They’re called button cells, coin cells or watch batteries. By any name, these tiny, round batteries pose a choking danger to small kids. And if a child succeeds in swallowing a button cell, the battery may short-circuit in the moist esophageal environment, burning the tissue. A few thousand kids wind up in emergency rooms each year after swallowing a button battery.
But a team of Harvard and M.I.T. researchers that includes prolific inventor Robert Langer thinks they have a partial solution: a protective coating.
The scientists covered batteries with a material—technically a quantum-tunneling composite—in which microparticles of conductive metal are suspended in an insulating layer. Under most circumstances, including inside of a child, the layer is nonconductive.

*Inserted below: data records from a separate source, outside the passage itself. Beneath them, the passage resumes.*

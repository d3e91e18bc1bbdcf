//! sqlworker - Dedicated database thread for in-page databases
//!
//! Every storage operation for the databases of one page runs on a single
//! worker thread. Other threads hand work over as [`Task`]s and may wait for
//! completion; transactions on the same database are arbitrated by the
//! [`TransactionCoordinator`] so readers share and writers exclude.
//!
//! # Quick Start
//!
//! ```ignore
//! use sqlworker::{DatabaseThread, Task, TaskSynchronizer};
//! use std::sync::Arc;
//!
//! let thread = DatabaseThread::create();
//! thread.start()?;
//!
//! thread.schedule_and_wait(Task::new("open", |t| {
//!     t.record_database_open(&handle);
//!     Ok(())
//! }));
//!
//! let done = Arc::new(TaskSynchronizer::new());
//! thread.request_termination(Some(done.clone()));
//! done.wait();
//! ```
//!
//! # Architecture
//!
//! - `sqlworker-core`: identities, transaction modes and the error type
//! - `sqlworker-concurrency`: lock coordination and task synchronizers
//! - `sqlworker-engine`: the worker thread, its queue and its registry

pub use sqlworker_concurrency::{
    CoordinatedTransaction, CoordinatorMetrics, LockGrant, LockSnapshot, TaskSynchronizer,
    Transaction, TransactionCoordinator, TransactionRef, TransactionStatus,
};
pub use sqlworker_core::{
    AbortReason, DatabaseIdentity, Error, HandleId, Result, TransactionId, TransactionMode,
    TransactionOutcome,
};
pub use sqlworker_engine::{
    DatabaseHandle, DatabaseHandleRef, DatabaseThread, DatabaseThreadBuilder,
    LoggingTransactionClient, OpenDatabaseRegistry, Task, TaskQueue, TransactionClient,
    WorkerConfig, WorkerState, WorkerStats, CONFIG_FILE_NAME,
};
impl TransactionCoordinator {
    /// Create an empty coordinator
    pub fn new() -> Self {
        Self::default()
    }

    /// Request the lock for `txn` without blocking
    ///
    /// On an immediate grant `txn.lock_acquired()` is called before this
    /// returns. A queued transaction gets `lock_acquired()` later, from the
    /// `release_lock` call that makes room for it.
    ///
    /// # Errors
    ///
    /// - `DuplicateTransaction` if `txn` is already active or waiting
    /// - `TransactionAborted` after [`shutdown`](Self::shutdown); `txn.aborted()`
    ///   is called as well
    pub fn acquire_lock(&self, txn: TransactionRef) -> Result<LockGrant> {
        let id = txn.id();
        let mut state = self.state.lock();

        if state.shut_down {
            drop(state);
            self.aborted.fetch_add(1, Ordering::Relaxed);
            txn.aborted(AbortReason::Shutdown);
            return Err(Error::TransactionAborted {
                id,
                reason: AbortReason::Shutdown,
            });
        }

        let info = state.databases.entry(txn.database().clone()).or_default();
        if info.contains(id) {
            return Err(Error::DuplicateTransaction(id));
        }

        if info.can_grant_now(txn.mode()) {
            info.activate(txn.clone());
            drop(state);
            self.granted_immediately.fetch_add(1, Ordering::Relaxed);
            debug!(
                target: "sqlworker::coord",
                txn = %id,
                database = %txn.database(),
                mode = %txn.mode(),
                "Lock granted"
            );
            txn.lock_acquired();
            return Ok(LockGrant::Granted);
        }

        let position = info.pending.len();
        info.pending.push_back(txn.clone());
        drop(state);
        self.queued.fetch_add(1, Ordering::Relaxed);
        debug!(
            target: "sqlworker::coord",
            txn = %id,
            database = %txn.database(),
            mode = %txn.mode(),
            position,
            "Lock request queued"
        );
        Ok(LockGrant::Queued { position })
    }

    /// Request the lock for `txn` and block until it is granted
    ///
    /// The calling thread sleeps until another caller releases the
    /// conflicting lock. There is no timeout: the wait ends only through a
    /// release, through [`interrupt`](Self::interrupt), or through
    /// [`shutdown`](Self::shutdown).
    ///
    /// # Errors
    ///
    /// `TransactionAborted` if the wait was interrupted or the coordinator
    /// shut down. `txn.aborted()` has been called in that case.
    pub fn acquire_lock_blocking(&self, txn: TransactionRef) -> Result<()> {
        if self.acquire_lock(txn.clone())? == LockGrant::Granted {
            return Ok(());
        }

        let id = txn.id();
        let mut state = self.state.lock();
        loop {
            if state.shut_down {
                return Err(Error::TransactionAborted {
                    id,
                    reason: AbortReason::Shutdown,
                });
            }
            let position = state
                .databases
                .get(txn.database())
                .map(|info| (info.is_active(id), info.contains(id)));
            match position {
                Some((true, _)) => return Ok(()),
                Some((false, true)) => {}
                // Released by someone else while still waiting
                _ => return Err(Error::UnknownTransaction(id)),
            }
            if state.interrupted {
                let mut removed = None;
                let mut granted = Vec::new();
                if let Some(info) = state.databases.get_mut(txn.database()) {
                    removed = info.remove_pending(id);
                    // Waiters behind the one leaving may now be grantable.
                    granted = info.promote_pending();
                    if info.is_idle() {
                        state.databases.remove(txn.database());
                    }
                }
                drop(state);
                if removed.is_some() {
                    self.aborted.fetch_add(1, Ordering::Relaxed);
                    txn.aborted(AbortReason::TerminationRequested);
                }
                self.grant_waiters(&granted);
                warn!(
                    target: "sqlworker::coord",
                    txn = %id,
                    "Lock wait interrupted by termination request"
                );
                return Err(Error::TransactionAborted {
                    id,
                    reason: AbortReason::TerminationRequested,
                });
            }
            self.lock_changed.wait(&mut state);
        }
    }

    /// Release the lock held (or waited for) by `txn`
    ///
    /// Waiters that become eligible are granted and notified before this
    /// returns. Releasing after shutdown is a no-op, since shutdown already
    /// force-completed every transaction.
    ///
    /// # Errors
    ///
    /// `UnknownTransaction` if the coordinator never saw `txn`.
    pub fn release_lock(&self, txn: &dyn CoordinatedTransaction) -> Result<()> {
        let id = txn.id();
        let mut state = self.state.lock();
        if state.shut_down {
            return Ok(());
        }

        let Some(info) = state.databases.get_mut(txn.database()) else {
            return Err(Error::UnknownTransaction(id));
        };

        let was_active = if info.remove_active(id).is_some() {
            true
        } else if info.remove_pending(id).is_some() {
            false
        } else {
            return Err(Error::UnknownTransaction(id));
        };

        let granted = info.promote_pending();
        if info.is_idle() {
            state.databases.remove(txn.database());
        }
        drop(state);

        if was_active {
            self.released.fetch_add(1, Ordering::Relaxed);
        }
        debug!(
            target: "sqlworker::coord",
            txn = %id,
            database = %txn.database(),
            was_active,
            granted = granted.len(),
            "Lock released"
        );

        self.grant_waiters(&granted);
        Ok(())
    }

    /// Notify waiters promoted from a pending list
    ///
    /// Must be called without the state lock held.
    fn grant_waiters(&self, granted: &[TransactionRef]) {
        if granted.is_empty() {
            return;
        }
        self.granted_from_queue
            .fetch_add(granted.len() as u64, Ordering::Relaxed);
        for waiter in granted {
            debug!(
                target: "sqlworker::coord",
                txn = %waiter.id(),
                database = %waiter.database(),
                mode = %waiter.mode(),
                "Queued lock granted"
            );
            waiter.lock_acquired();
        }
        self.lock_changed.notify_all();
    }

    /// Make every blocked [`acquire_lock_blocking`](Self::acquire_lock_blocking)
    /// call give up
    ///
    /// Safe to call from any thread. Non-blocking requests and already granted
    /// locks are unaffected until [`shutdown`](Self::shutdown).
    pub fn interrupt(&self) {
        let mut state = self.state.lock();
        if state.interrupted {
            return;
        }
        state.interrupted = true;
        self.lock_changed.notify_all();
        debug!(target: "sqlworker::coord", "Coordinator interrupted");
    }

    /// Abort every pending and active transaction and refuse new requests
    ///
    /// Returns the number of transactions aborted. Calling it again aborts
    /// nothing.
    pub fn shutdown(&self) -> usize {
        let mut state = self.state.lock();
        if state.shut_down {
            return 0;
        }
        state.shut_down = true;
        state.interrupted = true;
        let mut victims = Vec::new();
        for (_, mut info) in state.databases.drain() {
            victims.append(&mut info.drain_all());
        }
        self.lock_changed.notify_all();
        drop(state);

        self.aborted
            .fetch_add(victims.len() as u64, Ordering::Relaxed);
        for txn in &victims {
            txn.aborted(AbortReason::Shutdown);
        }
        info!(
            target: "sqlworker::coord",
            aborted = victims.len(),
            "Transaction coordinator shut down"
        );
        victims.len()
    }

    /// Whether [`shutdown`](Self::shutdown) has run
    pub fn is_shut_down(&self) -> bool {
        self.state.lock().shut_down
    }

    /// Whether `txn` currently holds its lock
    pub fn is_active(&self, txn: &dyn CoordinatedTransaction) -> bool {
        self.state
            .lock()
            .databases
            .get(txn.database())
            .map(|info| info.is_active(txn.id()))
            .unwrap_or(false)
    }

    /// Lock state of one database identity
    pub fn lock_state(&self, database: &DatabaseIdentity) -> LockSnapshot {
        self.state
            .lock()
            .databases
            .get(database)
            .map(CoordinationInfo::snapshot)
            .unwrap_or_default()
    }

    /// Number of identities with active or waiting transactions
    pub fn database_count(&self) -> usize {
        self.state.lock().databases.len()
    }

    /// Snapshot of the coordinator counters
    pub fn metrics(&self) -> CoordinatorMetrics {
        CoordinatorMetrics {
            granted_immediately: self.granted_immediately.load(Ordering::Relaxed),
            queued: self.queued.load(Ordering::Relaxed),
            granted_from_queue: self.granted_from_queue.load(Ordering::Relaxed),
            released: self.released.load(Ordering::Relaxed),
            aborted: self.aborted.load(Ordering::Relaxed),
        }
    }
}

But when the material is subjected to high pressure, the microparticles are squeezed close enough together to carry a current. One such pressurized environment is the typical battery compartment in a small device—you often have to force the battery into place. So the same battery that remains inert when swallowed works just fine when it’s jammed into its slot in a hearing aid.
The waterproof design would also protect batteries from corrosion in high humidity. The research is in the Proceedings of the National Academy of Sciences USA. [Bryan Laulicht et al, Simple battery armor to protect against gastrointestinal injury from accidental ingestion]
Tests with pigs found the coated batteries to be gentle on the porcine esophagus. Next step: figure out a way to keep kids from putting the batteries in their mouths in the first place. Can a quantum tunneling composite be made to taste terrible?